# Leo genetics



## esp121281 (Oct 26, 2009)

This year will be my first year breeding I have done a lot of research into it and think I am ready to go. I was going to pair a male RAPTOR with a female tremper albino reverse stripe eclipse. However I don't think the male is going to be big enough. I'm not looking to make a profit i just love Leos and want the experience. So I was thinking of pairing my male blazing blizzard with my female mack snow. Am I right in thinking that from that pairing I will probably get (if any is her first year) normals and macks and not know what is het for what?

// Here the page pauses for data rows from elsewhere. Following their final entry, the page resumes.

//! Deopt continuation descriptors
//!
//! When a reducer inlines a builtin loop, a guard failure (eager) or a
//! returning callback (lazy) must resume inside the generic implementation of
//! that builtin, not at the original call. Each continuation names the
//! resumption builtin and fixes the exact parameter list the generic loop
//! needs to rebuild its state. The FrameState node built from a continuation
//! carries those parameters as value inputs so they stay live.

/// Handle into the continuation table
#[derive(Debug, Clone, Copy, PartialEq, Eq, Hash)]
pub struct ContinuationId(pub u32);

impl std::fmt::Display for ContinuationId {
    fn fmt(&self, f: &mut std::fmt::Formatter<'_>) -> std::fmt::Result {
        write!(f, "c{}", self.0)
    }
}

/// Whether the snapshot is valid before or after the pending operation
#[derive(Debug, Clone, Copy, PartialEq, Eq)]
pub enum ContinuationMode {
    /// Valid immediately before a possibly-deopting operation
    Eager,
    /// Valid only once the pending call has returned
    Lazy,
}

/// Resumption entry points in the generic builtin implementations
#[derive(Debug, Clone, Copy, PartialEq, Eq)]
pub enum ResumePoint {
    ForEachLoopEager,
    ForEachLoopLazy,
    MapLoopEager,
    MapLoopLazy,
    FilterLoopEager,
    FilterLoopLazy,
    ReducePreLoopEager,
    ReduceLoopEager,
    ReduceLoopLazy,
    ReduceRightPreLoopEager,
    ReduceRightLoopEager,
    ReduceRightLoopLazy,
    EveryLoopEager,
    EveryLoopLazy,
    SomeLoopEager,
    SomeLoopLazy,
    FindLoopEager,
    FindLoopLazy,
    /// Resumes with the loaded element already on the operand stack
    FindLoopAfterCallbackLazy,
    FindIndexLoopEager,
    FindIndexLoopLazy,
    FindIndexLoopAfterCallbackLazy,
}

/// One resumption descriptor: entry point, mode, and recorded arity.
///
/// The parameter nodes themselves live on the FrameState node; the table
/// records the shape so the deoptimizer can re-marshal them.
#[derive(Debug, Clone)]
pub struct Continuation {
    pub resume: ResumePoint,
    pub mode: ContinuationMode,
    pub parameter_count: usize,
}

/// Per-compilation-unit continuation table
#[derive(Debug, Default)]
pub struct ContinuationTable {
    entries: Vec<Continuation>,
}

impl ContinuationTable {
    pub fn new() -> Self {
        ContinuationTable { entries: Vec::new() }
    }

    pub fn create(
        &mut self,
        resume: ResumePoint,
        mode: ContinuationMode,
        parameter_count: usize,
    ) -> ContinuationId {
        let id = ContinuationId(self.entries.len() as u32);
        self.entries.push(Continuation {
            resume,
            mode,
            parameter_count,
        });
        id
    }

    pub fn get(&self, id: ContinuationId) -> &Continuation {
        &self.entries[id.0 as usize]
    }

    pub fn len(&self) -> usize {
        self.entries.len()
    }

    pub fn is_empty(&self) -> bool {
        self.entries.is_empty()
    }
}

#[cfg(test)]
mod tests {
    use super::*;

    #[test]
    fn test_continuation_table() {
        let mut table = ContinuationTable::new();
        let eager = table.create(ResumePoint::ForEachLoopEager, ContinuationMode::Eager, 5);
        let lazy = table.create(ResumePoint::ForEachLoopLazy, ContinuationMode::Lazy, 5);
        assert_ne!(eager, lazy);
        assert_eq!(table.get(eager).mode, ContinuationMode::Eager);
        assert_eq!(table.get(lazy).resume, ResumePoint::ForEachLoopLazy);
        assert_eq!(table.len(), 2);
    }
}
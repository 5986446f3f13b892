//! Shared fixtures for reducer tests

use crate::jit::builtins::{Builtin, FunctionId, FunctionTable};
use crate::jit::deps::ProtectorRegistry;
use crate::jit::feedback::{
    CallSiteFeedback, FeedbackSource, FeedbackVector, ShapeTable,
};
use crate::jit::ir::graph::{Graph, NodeId};
use crate::jit::ir::op::{
    CallFrequency, CallParameters, Constant, FrameStateInfo, Opcode,
};
use crate::jit::feedback::{ConvertReceiverMode, SpeculationMode};

use super::{CallReducer, ReducerFlags, UnitContext};

/// Owns one compilation unit's world: graph, tables, feedback, protectors
pub(crate) struct TestWorld {
    pub graph: Graph,
    pub functions: FunctionTable,
    pub shapes: ShapeTable,
    pub feedback: FeedbackVector,
    pub protectors: ProtectorRegistry,
    pub flags: ReducerFlags,
    pub frame_state: NodeId,
    effect: NodeId,
}

impl TestWorld {
    pub fn new() -> Self {
        let mut graph = Graph::new();
        let frame_state = graph.add(Opcode::FrameState(FrameStateInfo::Function), &[], &[], &[]);
        let effect = graph.start();
        TestWorld {
            graph,
            functions: FunctionTable::new(),
            shapes: ShapeTable::new(),
            feedback: FeedbackVector::new(),
            protectors: ProtectorRegistry::new(),
            flags: ReducerFlags::default(),
            frame_state,
            effect,
        }
    }

    pub fn reducer(&mut self) -> CallReducer<'_> {
        CallReducer::new(
            &mut self.graph,
            UnitContext {
                functions: &self.functions,
                shapes: &self.shapes,
                feedback: &self.feedback,
                protectors: &self.protectors,
            },
            self.flags,
        )
    }

    /// Register a builtin and return its function table id
    pub fn builtin_id(&mut self, builtin: Builtin) -> FunctionId {
        self.functions.add_builtin(&format!("{:?}", builtin), builtin)
    }

    /// Register a builtin and return a constant node referencing it
    pub fn builtin(&mut self, builtin: Builtin) -> NodeId {
        let id = self.builtin_id(builtin);
        self.graph.constant(Constant::Function(id))
    }

    pub fn constant_function(&mut self, id: FunctionId) -> NodeId {
        self.graph.constant(Constant::Function(id))
    }

    pub fn parameter(&mut self, index: u16) -> NodeId {
        let start = self.graph.start();
        self.graph.add(Opcode::Parameter(index), &[], &[], &[start])
    }

    pub fn feedback_slot(&mut self, site: CallSiteFeedback) -> FeedbackSource {
        self.feedback.add(site)
    }

    pub fn default_params(&self) -> CallParameters {
        CallParameters {
            frequency: CallFrequency::unknown(),
            speculation: SpeculationMode::Allow,
            feedback: None,
            convert_mode: ConvertReceiverMode::Any,
        }
    }

    /// Build a Call node threaded onto the unit's effect chain
    pub fn call_with(
        &mut self,
        target: NodeId,
        receiver: NodeId,
        args: &[NodeId],
        params: CallParameters,
    ) -> NodeId {
        let control = self.graph.start();
        let effect = self.effect;
        let mut values = vec![target, receiver];
        values.extend_from_slice(args);
        let frame_state = self.frame_state;
        let node = self.graph.add_with_frame_state(
            Opcode::Call(params),
            &values,
            &[effect],
            &[control],
            frame_state,
        );
        self.effect = node;
        node
    }

    pub fn call(&mut self, target: NodeId, receiver: NodeId, args: &[NodeId]) -> NodeId {
        let params = self.default_params();
        self.call_with(target, receiver, args, params)
    }

    pub fn call_node_no_speculation(&mut self, target: NodeId, args: &[NodeId]) -> NodeId {
        let receiver = self.graph.undefined();
        let params = CallParameters {
            speculation: SpeculationMode::Disallow,
            ..self.default_params()
        };
        self.call_with(target, receiver, args, params)
    }

    /// Attach an exception handler edge to a throwing node
    pub fn add_exception_handler(&mut self, call: NodeId) -> NodeId {
        self.graph
            .add(Opcode::IfException, &[], &[call], &[call])
    }
}

/// Call with an undefined receiver (free functions like Math.max)
pub(crate) fn call_node(world: &mut TestWorld, target: NodeId, args: &[NodeId]) -> NodeId {
    let receiver = world.graph.undefined();
    world.call(target, receiver, args)
}
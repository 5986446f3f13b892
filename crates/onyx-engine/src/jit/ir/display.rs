//! Pretty-printing for the mid-tier graph
//!
//! Dump format: one line per live node, arena order, with input classes
//! separated so effect/control threading is visible at a glance.

use std::fmt;

use super::graph::Graph;
use super::op::{Constant, Opcode};

impl fmt::Display for Graph {
    fn fmt(&self, f: &mut fmt::Formatter<'_>) -> fmt::Result {
        writeln!(f, "graph {{")?;
        for id in self.live_nodes() {
            let node = self.node(id);
            write!(f, "  {} = {}", id, node.op.mnemonic())?;
            if let Opcode::Constant(c) = &node.op {
                write!(f, " {}", format_constant(c))?;
            }
            if !node.values.is_empty() {
                write!(f, " (")?;
                for (i, v) in node.values.iter().enumerate() {
                    if i > 0 {
                        write!(f, ", ")?;
                    }
                    write!(f, "{}", v)?;
                }
                write!(f, ")")?;
            }
            if !node.effects.is_empty() {
                write!(f, " eff:")?;
                for e in &node.effects {
                    write!(f, " {}", e)?;
                }
            }
            if !node.controls.is_empty() {
                write!(f, " ctl:")?;
                for c in &node.controls {
                    write!(f, " {}", c)?;
                }
            }
            if let Some(fs) = node.frame_state {
                write!(f, " fs: {}", fs)?;
            }
            writeln!(f)?;
        }
        writeln!(f, "}}")
    }
}

fn format_constant(c: &Constant) -> String {
    match c {
        Constant::Undefined => "undefined".to_string(),
        Constant::Null => "null".to_string(),
        Constant::TheHole => "the_hole".to_string(),
        Constant::Bool(b) => b.to_string(),
        Constant::Number(n) => n.to_string(),
        Constant::Str(s) => format!("{:?}", s),
        Constant::Function(id) => id.to_string(),
        Constant::Shape(id) => id.to_string(),
    }
}

#[cfg(test)]
mod tests {
    use super::*;
    use crate::jit::ir::op::NumberBinop;

    #[test]
    fn test_graph_dump() {
        let mut graph = Graph::new();
        let a = graph.number(3.0);
        let b = graph.number(4.0);
        graph.add(Opcode::NumberBinary(NumberBinop::Add), &[a, b], &[], &[]);

        let dump = format!("{}", graph);
        assert!(dump.contains("constant 3"));
        assert!(dump.contains("number_binary"));
        assert!(dump.contains("start"));
    }
}
/// Collection selector for size getters
#[derive(Debug, Clone, Copy, PartialEq, Eq)]
pub(crate) enum CollectionKind {
    Map,
    Set,
}

/// Field selector for array-buffer-view accessors
#[derive(Debug, Clone, Copy, PartialEq, Eq)]
pub(crate) enum ViewField {
    TypedArrayByteLength,
    TypedArrayByteOffset,
    TypedArrayLength,
    DataViewByteLength,
    DataViewByteOffset,
}
// Download clients: `downloadclient`

use std::collections::BTreeSet;

use serde::{Deserialize, Serialize};
use sonarr_api::endpoint;
use sonarr_api::models::DownloadClientHeader;

use crate::field::Scope;
use crate::generic::{
    FamilyItem, GenericItem, GenericSettings, Identity, ProviderFamily, Settings, UnionBag,
};
use crate::{concrete_settings, field_bag};

/// uTorrent is the one client whose server-side settings spell it `intialState`.
const UTORRENT: &[&str] = &["UTorrent"];

#[derive(Debug, Clone, Default, PartialEq)]
pub struct DownloadClients;

impl ProviderFamily for DownloadClients {
    type Header = DownloadClientHeader;
    type Fields = DownloadClientFields;

    const ENDPOINT: &'static str = endpoint::DOWNLOAD_CLIENT;
    const TYPE_NAME: &'static str = "download_client";
    const PLURAL: &'static str = "download_clients";
    const TAGGED: bool = true;
    const SENSITIVE: &'static [&'static str] = &["password", "apiKey", "secretToken"];
    const ALIASES: &'static [(&'static str, &'static str)] = &[("intial_state", "initial_state")];
}

field_bag! {
    /// Union of every download client's fields.
    pub struct DownloadClientFields {
        host: String = "host",
        port: i64 = "port",
        use_ssl: bool = "useSsl",
        url_base: String = "urlBase",
        rpc_path: String = "rpcPath",
        username: String = "username",
        password: String = "password",
        api_key: String = "apiKey",
        secret_token: String = "secretToken",
        tv_category: String = "tvCategory",
        tv_imported_category: String = "tvImportedCategory",
        tv_directory: String = "tvDirectory",
        recent_tv_priority: i64 = "recentTvPriority",
        older_tv_priority: i64 = "olderTvPriority",
        initial_state: i64 = "initialState" => Scope::Except(UTORRENT),
        sequential_order: bool = "sequentialOrder",
        first_and_last: bool = "firstAndLast",
        content_layout: i64 = "contentLayout",
        add_paused: bool = "addPaused",
        add_stopped: bool = "addStopped",
        start_on_add: bool = "startOnAdd",
        save_magnet_files: bool = "saveMagnetFiles",
        magnet_file_extension: String = "magnetFileExtension",
        watch_folder: String = "watchFolder",
        nzb_folder: String = "nzbFolder",
        torrent_folder: String = "torrentFolder",
        strm_folder: String = "strmFolder",
        directory: String = "directory",
        destination: String = "destination",
        additional_tags: Vec<i64> = "additionalTags",
        field_tags: Vec<String> = "fieldTags",
        post_import_tags: Vec<String> = "postImportTags",
    }
    aliases {
        initial_state: i64 = "intialState" => Scope::Only(UTORRENT),
    }
}

impl UnionBag for DownloadClientFields {
    type Family = DownloadClients;
}

// ── Desired state ────────────────────────────────────────────────────

/// One download client as the user declares it.
#[derive(Debug, Clone, Default, PartialEq, Serialize, Deserialize)]
pub struct DownloadClient<S> {
    #[serde(default)]
    pub id: i64,
    pub name: String,
    #[serde(default)]
    pub enable: bool,
    #[serde(default)]
    pub priority: i64,
    #[serde(default)]
    pub remove_completed_downloads: bool,
    #[serde(default)]
    pub remove_failed_downloads: bool,
    #[serde(default)]
    pub tags: BTreeSet<i64>,
    #[serde(flatten)]
    pub settings: S,
}

impl<S: Settings<Family = DownloadClients>> FamilyItem for DownloadClient<S> {
    type Family = DownloadClients;

    const TYPE_NAME: &'static str = S::TYPE_NAME;
    const SENSITIVE: &'static [&'static str] = S::SENSITIVE;
    const NORMALIZED: &'static [&'static str] = S::NORMALIZED;
    const ALIASES: &'static [(&'static str, &'static str)] = S::ALIASES;

    fn id(&self) -> i64 {
        self.id
    }

    fn set_id(&mut self, id: i64) {
        self.id = id;
    }

    fn to_generic(&self) -> GenericItem<DownloadClients> {
        let identity = self.settings.identity();
        GenericItem {
            id: self.id,
            name: self.name.clone(),
            fields: self.settings.to_union(&identity.implementation),
            tags: self.tags.clone(),
            header: DownloadClientHeader {
                enable: self.enable,
                priority: self.priority,
                protocol: identity.discriminator.unwrap_or_default(),
                remove_completed_downloads: self.remove_completed_downloads,
                remove_failed_downloads: self.remove_failed_downloads,
            },
            implementation: identity.implementation,
            config_contract: identity.config_contract,
        }
    }

    fn from_generic(item: &GenericItem<DownloadClients>) -> Self {
        let identity = Identity::of(item, &item.header.protocol);
        Self {
            id: item.id,
            name: item.name.clone(),
            enable: item.header.enable,
            priority: item.header.priority,
            remove_completed_downloads: item.header.remove_completed_downloads,
            remove_failed_downloads: item.header.remove_failed_downloads,
            tags: item.tags.clone(),
            settings: S::from_union(&identity, &item.fields),
        }
    }
}

// ── Implementations ──────────────────────────────────────────────────

pub type GenericDownloadClient = DownloadClient<GenericSettings<DownloadClientFields>>;

field_bag! {
    pub struct QBittorrentSettings {
        host: String = "host",
        port: i64 = "port",
        use_ssl: bool = "useSsl",
        url_base: String = "urlBase",
        username: String = "username",
        password: String = "password",
        tv_category: String = "tvCategory",
        tv_imported_category: String = "tvImportedCategory",
        recent_tv_priority: i64 = "recentTvPriority",
        older_tv_priority: i64 = "olderTvPriority",
        initial_state: i64 = "initialState",
        sequential_order: bool = "sequentialOrder",
        first_and_last: bool = "firstAndLast",
        content_layout: i64 = "contentLayout",
    }
}

concrete_settings! {
    QBittorrentSettings for DownloadClients {
        type_name: "download_client_qbittorrent",
        implementation: "QBittorrent",
        config_contract: "QBittorrentSettings",
        discriminator: Some("torrent"),
        sensitive: ["password"],
        normalized: ["urlBase"],
    }
}

pub type QBittorrentDownloadClient = DownloadClient<QBittorrentSettings>;

field_bag! {
    pub struct SabnzbdSettings {
        host: String = "host",
        port: i64 = "port",
        use_ssl: bool = "useSsl",
        url_base: String = "urlBase",
        api_key: String = "apiKey",
        username: String = "username",
        password: String = "password",
        tv_category: String = "tvCategory",
        recent_tv_priority: i64 = "recentTvPriority",
        older_tv_priority: i64 = "olderTvPriority",
    }
}

concrete_settings! {
    SabnzbdSettings for DownloadClients {
        type_name: "download_client_sabnzbd",
        implementation: "Sabnzbd",
        config_contract: "SabnzbdSettings",
        discriminator: Some("usenet"),
        sensitive: ["apiKey", "password"],
        normalized: ["urlBase"],
    }
}

pub type SabnzbdDownloadClient = DownloadClient<SabnzbdSettings>;

field_bag! {
    pub struct TransmissionSettings {
        host: String = "host",
        port: i64 = "port",
        use_ssl: bool = "useSsl",
        url_base: String = "urlBase",
        username: String = "username",
        password: String = "password",
        tv_category: String = "tvCategory",
        tv_directory: String = "tvDirectory",
        recent_tv_priority: i64 = "recentTvPriority",
        older_tv_priority: i64 = "olderTvPriority",
        add_paused: bool = "addPaused",
    }
}

concrete_settings! {
    TransmissionSettings for DownloadClients {
        type_name: "download_client_transmission",
        implementation: "Transmission",
        config_contract: "TransmissionSettings",
        discriminator: Some("torrent"),
        sensitive: ["password"],
        normalized: ["urlBase"],
    }
}

pub type TransmissionDownloadClient = DownloadClient<TransmissionSettings>;

field_bag! {
    pub struct DelugeSettings {
        host: String = "host",
        port: i64 = "port",
        use_ssl: bool = "useSsl",
        url_base: String = "urlBase",
        password: String = "password",
        tv_category: String = "tvCategory",
        tv_imported_category: String = "tvImportedCategory",
        recent_tv_priority: i64 = "recentTvPriority",
        older_tv_priority: i64 = "olderTvPriority",
        add_paused: bool = "addPaused",
    }
}

concrete_settings! {
    DelugeSettings for DownloadClients {
        type_name: "download_client_deluge",
        implementation: "Deluge",
        config_contract: "DelugeSettings",
        discriminator: Some("torrent"),
        sensitive: ["password"],
        normalized: ["urlBase"],
    }
}

pub type DelugeDownloadClient = DownloadClient<DelugeSettings>;

field_bag! {
    pub struct NzbgetSettings {
        host: String = "host",
        port: i64 = "port",
        use_ssl: bool = "useSsl",
        url_base: String = "urlBase",
        username: String = "username",
        password: String = "password",
        tv_category: String = "tvCategory",
        recent_tv_priority: i64 = "recentTvPriority",
        older_tv_priority: i64 = "olderTvPriority",
        add_paused: bool = "addPaused",
    }
}

concrete_settings! {
    NzbgetSettings for DownloadClients {
        type_name: "download_client_nzbget",
        implementation: "Nzbget",
        config_contract: "NzbgetSettings",
        discriminator: Some("usenet"),
        sensitive: ["password"],
        normalized: ["urlBase"],
    }
}

pub type NzbgetDownloadClient = DownloadClient<NzbgetSettings>;

field_bag! {
    pub struct UTorrentSettings {
        host: String = "host",
        port: i64 = "port",
        use_ssl: bool = "useSsl",
        url_base: String = "urlBase",
        username: String = "username",
        password: String = "password",
        tv_category: String = "tvCategory",
        tv_imported_category: String = "tvImportedCategory",
        recent_tv_priority: i64 = "recentTvPriority",
        older_tv_priority: i64 = "olderTvPriority",
        initial_state: i64 = "intialState",
    }
}

concrete_settings! {
    UTorrentSettings for DownloadClients {
        type_name: "download_client_utorrent",
        implementation: "UTorrent",
        config_contract: "UTorrentSettings",
        discriminator: Some("torrent"),
        sensitive: ["password"],
        normalized: ["urlBase"],
        aliases: [("intial_state", "initial_state")],
    }
}

pub type UTorrentDownloadClient = DownloadClient<UTorrentSettings>;
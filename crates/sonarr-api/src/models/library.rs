// Library-level resources: tags, root folders, remote path mappings, series

use serde::{Deserialize, Serialize};

/// `tag`
#[derive(Debug, Clone, Default, PartialEq, Serialize, Deserialize)]
#[serde(rename_all = "camelCase")]
pub struct TagResource {
    #[serde(default)]
    pub id: i64,
    #[serde(default)]
    pub label: String,
}

/// `rootfolder`
#[derive(Debug, Clone, Default, PartialEq, Serialize, Deserialize)]
#[serde(rename_all = "camelCase")]
pub struct RootFolderResource {
    #[serde(default)]
    pub id: i64,
    #[serde(default)]
    pub path: String,
    #[serde(default)]
    pub accessible: bool,
    #[serde(default, skip_serializing_if = "Option::is_none")]
    pub free_space: Option<i64>,
    #[serde(default)]
    pub unmapped_folders: Vec<UnmappedFolder>,
}

#[derive(Debug, Clone, Default, PartialEq, Serialize, Deserialize)]
#[serde(rename_all = "camelCase")]
pub struct UnmappedFolder {
    #[serde(default)]
    pub name: String,
    #[serde(default)]
    pub path: String,
}

/// `remotepathmapping`
#[derive(Debug, Clone, Default, PartialEq, Serialize, Deserialize)]
#[serde(rename_all = "camelCase")]
pub struct RemotePathMappingResource {
    #[serde(default)]
    pub id: i64,
    #[serde(default)]
    pub host: String,
    #[serde(default)]
    pub remote_path: String,
    #[serde(default)]
    pub local_path: String,
}

/// `series` -- only the attributes the series lookup exposes.
#[derive(Debug, Clone, Default, PartialEq, Serialize, Deserialize)]
#[serde(rename_all = "camelCase")]
pub struct SeriesResource {
    #[serde(default)]
    pub id: i64,
    #[serde(default)]
    pub title: String,
    #[serde(default)]
    pub title_slug: String,
    #[serde(default)]
    pub tvdb_id: i64,
    #[serde(default)]
    pub year: i64,
    #[serde(default)]
    pub monitored: bool,
    #[serde(default)]
    pub season_folder: bool,
    #[serde(default)]
    pub use_scene_numbering: bool,
    #[serde(default)]
    pub path: String,
    #[serde(default)]
    pub root_folder_path: String,
    #[serde(default)]
    pub quality_profile_id: i64,
    #[serde(default)]
    pub series_type: String,
    #[serde(default)]
    pub tags: Vec<i64>,
}

/// `system/status`
#[derive(Debug, Clone, Default, PartialEq, Serialize, Deserialize)]
#[serde(rename_all = "camelCase")]
pub struct SystemStatus {
    #[serde(default)]
    pub app_name: String,
    #[serde(default)]
    pub instance_name: String,
    #[serde(default)]
    pub version: String,
}
//! Integration tests for the `sonarr-provider` binary.
//!
//! Argument parsing, type listing, configuration errors and one round trip
//! against a mocked server.
#![allow(clippy::unwrap_used)]

use assert_cmd::cargo::cargo_bin_cmd;
use predicates::prelude::*;
use serde_json::{Value, json};
use wiremock::matchers::{body_partial_json, method, path};
use wiremock::{Mock, MockServer, ResponseTemplate};

// ── Helpers ─────────────────────────────────────────────────────────

/// The binary with `SONARR_*` cleared and config dirs pointed nowhere, so
/// tests never read the user's real configuration.
fn provider_cmd() -> assert_cmd::Command {
    let mut cmd = cargo_bin_cmd!("sonarr-provider");
    cmd.env("HOME", "/tmp/sonarr-provider-test-nonexistent")
        .env("XDG_CONFIG_HOME", "/tmp/sonarr-provider-test-nonexistent")
        .env_remove("SONARR_URL")
        .env_remove("SONARR_API_KEY")
        .env_remove("SONARR_EXTRA_HEADER_NAME")
        .env_remove("SONARR_EXTRA_HEADER_VALUE")
        .env_remove("SONARR_TIMEOUT")
        .env_remove("RUST_LOG");
    cmd
}

/// Points at a closed port; only for commands that never send a request.
fn offline_cmd() -> assert_cmd::Command {
    let mut cmd = provider_cmd();
    cmd.args(["--url", "http://127.0.0.1:9", "--api-key", "test-key"]);
    cmd
}

// ── Basic invocation ────────────────────────────────────────────────

#[test]
fn test_no_args_shows_help() {
    let output = provider_cmd().output().unwrap();
    assert_eq!(output.status.code(), Some(2));
    assert!(String::from_utf8_lossy(&output.stderr).contains("Usage"));
}

#[test]
fn test_help_lists_operations() {
    provider_cmd().arg("--help").assert().success().stdout(
        predicate::str::contains("create")
            .and(predicate::str::contains("import"))
            .and(predicate::str::contains("data")),
    );
}

// ── Types ───────────────────────────────────────────────────────────

#[test]
fn test_types_lists_resources_and_data_sources() {
    provider_cmd().arg("types").assert().success().stdout(
        predicate::str::contains("sonarr_download_client_qbittorrent")
            .and(predicate::str::contains("sonarr_host"))
            .and(predicate::str::contains("sonarr_download_clients"))
            .and(predicate::str::contains("data_source")),
    );
}

#[test]
fn test_types_filter() {
    provider_cmd()
        .args(["types", "--resources"])
        .assert()
        .success()
        .stdout(predicate::str::contains("sonarr_custom_format_condition_size").not());
}

// ── Configuration errors ────────────────────────────────────────────

#[test]
fn test_missing_url_is_a_config_error() {
    provider_cmd()
        .args(["--api-key", "k", "import", "sonarr_tag", "1"])
        .assert()
        .code(3)
        .stderr(predicate::str::contains("url"));
}

#[test]
fn test_malformed_header_flag() {
    offline_cmd()
        .args(["--header", "no-equals-sign", "import", "sonarr_tag", "1"])
        .assert()
        .code(2)
        .stderr(predicate::str::contains("NAME=VALUE"));
}

#[test]
fn test_config_masks_api_key() {
    provider_cmd()
        .args(["--url", "http://sonarr:8989", "--api-key", "very-secret", "config"])
        .assert()
        .success()
        .stdout(predicate::str::contains("***").and(predicate::str::contains("very-secret").not()));
}

#[test]
fn test_unknown_type() {
    offline_cmd()
        .args(["import", "sonarr_nope", "1"])
        .assert()
        .code(4)
        .stderr(predicate::str::contains("sonarr_nope"));
}

// ── Local data sources ──────────────────────────────────────────────

#[test]
fn test_condition_data_source_runs_offline() {
    let output = offline_cmd()
        .args(["data", "sonarr_custom_format_condition_release_title"])
        .write_stdin(r#"{"name": "x265", "required": true, "value": "x265"}"#)
        .output()
        .unwrap();

    assert!(output.status.success());
    let state: Value = serde_json::from_slice(&output.stdout).unwrap();
    assert_eq!(state["implementation"], "ReleaseTitleSpecification");
}

// ── Server round trip ───────────────────────────────────────────────

#[tokio::test(flavor = "multi_thread")]
async fn test_create_tag_round_trip() {
    let server = MockServer::start().await;
    Mock::given(method("POST"))
        .and(path("/api/v3/tag"))
        .and(body_partial_json(json!({"label": "hd"})))
        .respond_with(ResponseTemplate::new(201).set_body_json(json!({"id": 3, "label": "hd"})))
        .expect(1)
        .mount(&server)
        .await;

    let uri = server.uri();
    let output = tokio::task::spawn_blocking(move || {
        provider_cmd()
            .args(["--url", &uri, "--api-key", "test-key", "create", "sonarr_tag"])
            .write_stdin(r#"{"label": "hd"}"#)
            .output()
            .unwrap()
    })
    .await
    .unwrap();

    assert!(
        output.status.success(),
        "{}",
        String::from_utf8_lossy(&output.stderr)
    );
    let state: Value = serde_json::from_slice(&output.stdout).unwrap();
    assert_eq!(state, json!({"id": 3, "label": "hd"}));
}

#[tokio::test(flavor = "multi_thread")]
async fn test_server_error_exits_nonzero() {
    let server = MockServer::start().await;
    Mock::given(method("GET"))
        .and(path("/api/v3/tag"))
        .respond_with(ResponseTemplate::new(200).set_body_json(json!([])))
        .mount(&server)
        .await;

    let uri = server.uri();
    let output = tokio::task::spawn_blocking(move || {
        provider_cmd()
            .args(["--url", &uri, "--api-key", "test-key", "data", "sonarr_tag"])
            .write_stdin(r#"{"label": "absent"}"#)
            .output()
            .unwrap()
    })
    .await
    .unwrap();

    assert_eq!(output.status.code(), Some(1));
    let stderr = String::from_utf8_lossy(&output.stderr);
    assert!(stderr.contains("Data Source Error"), "{stderr}");
}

2.3.0 leopard geckos 1.0.0 crested gecko and 1.0.0 too clever for his own good border collie


----------



## MP reptiles (Dec 30, 2010)

You will get 50% normals and 50% mack snows all het for blizzard and whatever type of albino he is. Im assuming its tremper albino so you will get normals and mack snows double het for blizzard and tremper albino.


----------



## esp121281 (Oct 26, 2009)

MP reptiles said:


> You will get 50% normals and 50% mack snows all het for blizzard and whatever type of albino he is. Im assuming its tremper albino so you will get normals and mack snows double het for blizzard and tremper albino.


Thanks for the reply.
I don't know for definite which albino strain he carries but he has very dark eyes would that edge towards rainwater? 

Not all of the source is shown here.